METHODS: Lung volume reduction surgery was performed by median sternotomy only at 8 centers and video-assisted thoracoscopy only at 3 centers; 6 centers randomized the approach to lung volume reduction surgery. Mortality, morbidity, functional status, and costs were assessed.
RESULTS: In the nonrandomized comparison, 359 patients received lung volume reduction surgery by median sternotomy, and 152 patients received lung volume reduction surgery by video-assisted thoracoscopy. The 90-day mortality was 5.9% for median sternotomy and 4.6% for video-assisted thoracoscopy (P = .67). Overall mortality was 0.08 deaths per person-year for median sternotomy and 0.10 deaths per person-year for video-assisted thoracoscopy (video-assisted thoracoscopy-median sternotomy risk ratio, 1.18; P = .42). Complication rates were low and not statistically different for the 2 approaches. The median hospital length of stay was longer for median sternotomy than for video-assisted thoracoscopy (10 vs 9 days; P = .01). By 30 days after surgery, 70.5% of median sternotomy patients and 80.9% of video-assisted thoracoscopy patients were living independently (P = .02). Functional outcomes were similar for median sternotomy and video-assisted thoracoscopy at 12 and 24 months. Costs for the operation and the associated hospital stay and costs in the 6 months after surgery were both less for video-assisted thoracoscopy than for median sternotomy (P < .01 in both cases).
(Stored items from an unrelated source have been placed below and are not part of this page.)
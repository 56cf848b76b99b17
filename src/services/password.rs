//! Password hashing module
//!
//! Secure password hashing and verification using Argon2id with the
//! crate's default parameters and a random salt per hash. Hashes are
//! stored in PHC string format.

use anyhow::{Context, Result};
use argon2::{
    password_hash::{rand_core::OsRng, PasswordHash, PasswordHasher, PasswordVerifier, SaltString},
    Argon2,
};

/// Hash a password using Argon2id with secure defaults.
///
/// # Errors
///
/// Returns an error if password hashing fails
pub fn hash_password(password: &str) -> Result<String> {
    let salt = SaltString::generate(&mut OsRng);
    let argon2 = Argon2::default();

    let password_hash = argon2
        .hash_password(password.as_bytes(), &salt)
        .map_err(|e| anyhow::anyhow!("Failed to hash password: {}", e))
        .context("Password hashing failed")?;

    Ok(password_hash.to_string())
}

/// Verify a password against a stored hash.
///
/// Returns `true` if the password matches the hash, `false` otherwise.
///
/// # Errors
///
/// Returns an error if the hash format is invalid
pub fn verify_password(password: &str, hash: &str) -> Result<bool> {
    let parsed_hash = PasswordHash::new(hash)
        .map_err(|e| anyhow::anyhow!("Invalid password hash format: {}", e))
        .context("Failed to parse password hash")?;

    let argon2 = Argon2::default();

    match argon2.verify_password(password.as_bytes(), &parsed_hash) {
        Ok(()) => Ok(true),
        Err(argon2::password_hash::Error::Password) => Ok(false),
        Err(e) => Err(anyhow::anyhow!("Password verification failed: {}", e))
            .context("Password verification error"),
    }
}

#[cfg(test)]
mod tests {
    use super::*;

    #[test]
    fn test_hash_uses_argon2id() {
        let hash = hash_password("village_password").expect("Failed to hash password");
        assert!(hash.starts_with("$argon2id$"), "Hash should use Argon2id");
    }

    #[test]
    fn test_same_password_different_salts() {
        let hash1 = hash_password("same_password").expect("Failed to hash password");
        let hash2 = hash_password("same_password").expect("Failed to hash password");

        assert_ne!(hash1, hash2, "Random salts should produce different hashes");
    }

    #[test]
    fn test_verify_roundtrip() {
        let hash = hash_password("correct_password").expect("Failed to hash password");

        assert!(verify_password("correct_password", &hash).expect("Verification should not error"));
        assert!(!verify_password("wrong_password", &hash).expect("Verification should not error"));
    }

    #[test]
    fn test_verify_invalid_hash_errors() {
        let result = verify_password("password", "not_a_phc_string");
        assert!(result.is_err(), "Invalid hash format should return error");
    }

    #[test]
    fn test_unicode_password() {
        let password = "密码🔐测试";
        let hash = hash_password(password).expect("Failed to hash unicode password");

        assert!(verify_password(password, &hash).expect("Verification should not error"));
    }

    #[test]
    fn test_hash_does_not_leak_password() {
        let password = "my_secret_password";
        let hash = hash_password(password).expect("Failed to hash password");

        assert!(!hash.contains(password));
    }
}
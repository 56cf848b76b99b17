//! Notification repository
//!
//! Database operations for notifications. Rows are append-only except for
//! the read flag, and every read-side query is scoped to the recipient so
//! a user can never see or mark someone else's notifications.

use crate::config::DatabaseDriver;
use crate::db::DynDatabasePool;
use crate::models::{Notification, NotificationKind, NotificationWithSender, User, UserRole};
use anyhow::{Context, Result};
use async_trait::async_trait;
use chrono::Utc;
use sqlx::{MySqlPool, Row, SqlitePool};
use std::str::FromStr;
use std::sync::Arc;

/// Notification repository trait
#[async_trait]
pub trait NotificationRepository: Send + Sync {
    /// Insert a notification row.
    ///
    /// No self-send check happens here; callers rule out
    /// sender == recipient before invoking.
    async fn create(
        &self,
        recipient_id: i64,
        sender_id: i64,
        kind: NotificationKind,
        post_id: Option<i64>,
    ) -> Result<Notification>;

    /// The recipient's notifications with senders, newest first
    async fn list_for_recipient(&self, recipient_id: i64) -> Result<Vec<NotificationWithSender>>;

    /// Mark one notification read.
    ///
    /// Returns false when no notification with that id belongs to the
    /// recipient. Marking an already-read notification succeeds.
    async fn mark_read(&self, recipient_id: i64, id: i64) -> Result<bool>;

    /// Mark every unread notification of the recipient read; returns the
    /// number of rows updated
    async fn mark_all_read(&self, recipient_id: i64) -> Result<u64>;

    /// Count the recipient's unread notifications
    async fn unread_count(&self, recipient_id: i64) -> Result<i64>;
}

/// SQLx-based notification repository implementation
pub struct SqlxNotificationRepository {
    pool: DynDatabasePool,
}

impl SqlxNotificationRepository {
    /// Create a new SQLx notification repository
    pub fn new(pool: DynDatabasePool) -> Self {
        Self { pool }
    }

    /// Create a boxed repository for use with dependency injection
    pub fn boxed(pool: DynDatabasePool) -> Arc<dyn NotificationRepository> {
        Arc::new(Self::new(pool))
    }
}

#[async_trait]
impl NotificationRepository for SqlxNotificationRepository {
    async fn create(
        &self,
        recipient_id: i64,
        sender_id: i64,
        kind: NotificationKind,
        post_id: Option<i64>,
    ) -> Result<Notification> {
        match self.pool.driver() {
            DatabaseDriver::Sqlite => {
                create_sqlite(
                    self.pool.as_sqlite().unwrap(),
                    recipient_id,
                    sender_id,
                    kind,
                    post_id,
                )
                .await
            }
            DatabaseDriver::Mysql => {
                create_mysql(
                    self.pool.as_mysql().unwrap(),
                    recipient_id,
                    sender_id,
                    kind,
                    post_id,
                )
                .await
            }
        }
    }

    async fn list_for_recipient(&self, recipient_id: i64) -> Result<Vec<NotificationWithSender>> {
        match self.pool.driver() {
            DatabaseDriver::Sqlite => {
                list_for_recipient_sqlite(self.pool.as_sqlite().unwrap(), recipient_id).await
            }
            DatabaseDriver::Mysql => {
                list_for_recipient_mysql(self.pool.as_mysql().unwrap(), recipient_id).await
            }
        }
    }

    async fn mark_read(&self, recipient_id: i64, id: i64) -> Result<bool> {
        let affected = match self.pool.driver() {
            DatabaseDriver::Sqlite => {
                sqlx::query("UPDATE notifications SET is_read = 1 WHERE id = ? AND recipient_id = ?")
                    .bind(id)
                    .bind(recipient_id)
                    .execute(self.pool.as_sqlite().unwrap())
                    .await
                    .context("Failed to mark notification read")?
                    .rows_affected()
            }
            DatabaseDriver::Mysql => {
                // MySQL reports 0 affected rows for a no-op update, so match
                // on the row's existence instead.
                sqlx::query(
                    "UPDATE notifications SET is_read = 1 WHERE id = ? AND recipient_id = ? AND is_read = 0",
                )
                .bind(id)
                .bind(recipient_id)
                .execute(self.pool.as_mysql().unwrap())
                .await
                .context("Failed to mark notification read")?
                .rows_affected();

                let row = sqlx::query(
                    "SELECT COUNT(*) as count FROM notifications WHERE id = ? AND recipient_id = ?",
                )
                .bind(id)
                .bind(recipient_id)
                .fetch_one(self.pool.as_mysql().unwrap())
                .await
                .context("Failed to check notification")?;
                row.get::<i64, _>("count") as u64
            }
        };
        Ok(affected > 0)
    }

    async fn mark_all_read(&self, recipient_id: i64) -> Result<u64> {
        let affected = match self.pool.driver() {
            DatabaseDriver::Sqlite => sqlx::query(
                "UPDATE notifications SET is_read = 1 WHERE recipient_id = ? AND is_read = 0",
            )
            .bind(recipient_id)
            .execute(self.pool.as_sqlite().unwrap())
            .await
            .context("Failed to mark notifications read")?
            .rows_affected(),
            DatabaseDriver::Mysql => sqlx::query(
                "UPDATE notifications SET is_read = 1 WHERE recipient_id = ? AND is_read = 0",
            )
            .bind(recipient_id)
            .execute(self.pool.as_mysql().unwrap())
            .await
            .context("Failed to mark notifications read")?
            .rows_affected(),
        };
        Ok(affected)
    }

    async fn unread_count(&self, recipient_id: i64) -> Result<i64> {
        let sql = "SELECT COUNT(*) as count FROM notifications WHERE recipient_id = ? AND is_read = 0";
        let count = match self.pool.driver() {
            DatabaseDriver::Sqlite => sqlx::query(sql)
                .bind(recipient_id)
                .fetch_one(self.pool.as_sqlite().unwrap())
                .await
                .context("Failed to count notifications")?
                .get::<i64, _>("count"),
            DatabaseDriver::Mysql => sqlx::query(sql)
                .bind(recipient_id)
                .fetch_one(self.pool.as_mysql().unwrap())
                .await
                .context("Failed to count notifications")?
                .get::<i64, _>("count"),
        };
        Ok(count)
    }
}

const LIST_SQL: &str = r#"
    SELECT n.id, n.recipient_id, n.sender_id, n.kind, n.post_id, n.is_read, n.created_at,
           u.username AS sender_username, u.email AS sender_email,
           u.password_hash AS sender_password_hash, u.role AS sender_role,
           u.bio AS sender_bio, u.profile_picture AS sender_profile_picture,
           u.created_at AS sender_created_at, u.updated_at AS sender_updated_at
    FROM notifications n
    JOIN users u ON u.id = n.sender_id
    WHERE n.recipient_id = ?
    ORDER BY n.created_at DESC, n.id DESC
"#;

async fn create_sqlite(
    pool: &SqlitePool,
    recipient_id: i64,
    sender_id: i64,
    kind: NotificationKind,
    post_id: Option<i64>,
) -> Result<Notification> {
    let now = Utc::now();
    let kind_str = kind.to_string();

    let result = sqlx::query(
        r#"
        INSERT INTO notifications (recipient_id, sender_id, kind, post_id, is_read, created_at)
        VALUES (?, ?, ?, ?, 0, ?)
        "#,
    )
    .bind(recipient_id)
    .bind(sender_id)
    .bind(&kind_str)
    .bind(post_id)
    .bind(now)
    .execute(pool)
    .await
    .context("Failed to create notification")?;

    Ok(Notification {
        id: result.last_insert_rowid(),
        recipient_id,
        sender_id,
        kind,
        post_id,
        is_read: false,
        created_at: now,
    })
}

async fn create_mysql(
    pool: &MySqlPool,
    recipient_id: i64,
    sender_id: i64,
    kind: NotificationKind,
    post_id: Option<i64>,
) -> Result<Notification> {
    let now = Utc::now();
    let kind_str = kind.to_string();

    let result = sqlx::query(
        r#"
        INSERT INTO notifications (recipient_id, sender_id, kind, post_id, is_read, created_at)
        VALUES (?, ?, ?, ?, 0, ?)
        "#,
    )
    .bind(recipient_id)
    .bind(sender_id)
    .bind(&kind_str)
    .bind(post_id)
    .bind(now)
    .execute(pool)
    .await
    .context("Failed to create notification")?;

    Ok(Notification {
        id: result.last_insert_id() as i64,
        recipient_id,
        sender_id,
        kind,
        post_id,
        is_read: false,
        created_at: now,
    })
}

async fn list_for_recipient_sqlite(
    pool: &SqlitePool,
    recipient_id: i64,
) -> Result<Vec<NotificationWithSender>> {
    let rows = sqlx::query(LIST_SQL)
        .bind(recipient_id)
        .fetch_all(pool)
        .await
        .context("Failed to list notifications")?;

    let mut notifications = Vec::new();
    for row in rows {
        let kind_str: String = row.get("kind");
        let kind = NotificationKind::from_str(&kind_str)
            .with_context(|| format!("Invalid notification kind in database: {}", kind_str))?;
        let role_str: String = row.get("sender_role");
        let role = UserRole::from_str(&role_str)
            .with_context(|| format!("Invalid role in database: {}", role_str))?;

        notifications.push(NotificationWithSender {
            notification: Notification {
                id: row.get("id"),
                recipient_id: row.get("recipient_id"),
                sender_id: row.get("sender_id"),
                kind,
                post_id: row.get("post_id"),
                is_read: row.get::<i64, _>("is_read") != 0,
                created_at: row.get("created_at"),
            },
            sender: User {
                id: row.get("sender_id"),
                username: row.get("sender_username"),
                email: row.get("sender_email"),
                password_hash: row.get("sender_password_hash"),
                role,
                bio: row.get("sender_bio"),
                profile_picture: row.get("sender_profile_picture"),
                created_at: row.get("sender_created_at"),
                updated_at: row.get("sender_updated_at"),
            },
        });
    }
    Ok(notifications)
}

async fn list_for_recipient_mysql(
    pool: &MySqlPool,
    recipient_id: i64,
) -> Result<Vec<NotificationWithSender>> {
    let rows = sqlx::query(LIST_SQL)
        .bind(recipient_id)
        .fetch_all(pool)
        .await
        .context("Failed to list notifications")?;

    let mut notifications = Vec::new();
    for row in rows {
        let kind_str: String = row.get("kind");
        let kind = NotificationKind::from_str(&kind_str)
            .with_context(|| format!("Invalid notification kind in database: {}", kind_str))?;
        let role_str: String = row.get("sender_role");
        let role = UserRole::from_str(&role_str)
            .with_context(|| format!("Invalid role in database: {}", role_str))?;

        notifications.push(NotificationWithSender {
            notification: Notification {
                id: row.get("id"),
                recipient_id: row.get("recipient_id"),
                sender_id: row.get("sender_id"),
                kind,
                post_id: row.get("post_id"),
                is_read: row.get::<i64, _>("is_read") != 0,
                created_at: row.get("created_at"),
            },
            sender: User {
                id: row.get("sender_id"),
                username: row.get("sender_username"),
                email: row.get("sender_email"),
                password_hash: row.get("sender_password_hash"),
                role,
                bio: row.get("sender_bio"),
                profile_picture: row.get("sender_profile_picture"),
                created_at: row.get("sender_created_at"),
                updated_at: row.get("sender_updated_at"),
            },
        });
    }
    Ok(notifications)
}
Similar results were noted for the randomized comparison.
CONCLUSIONS: Morbidity and mortality were comparable after lung volume reduction surgery by video-assisted thoracoscopy or median sternotomy, as were functional results. The video-assisted thoracoscopic approach to lung volume reduction surgery allowed earlier recovery at a lower cost than median sternotomy.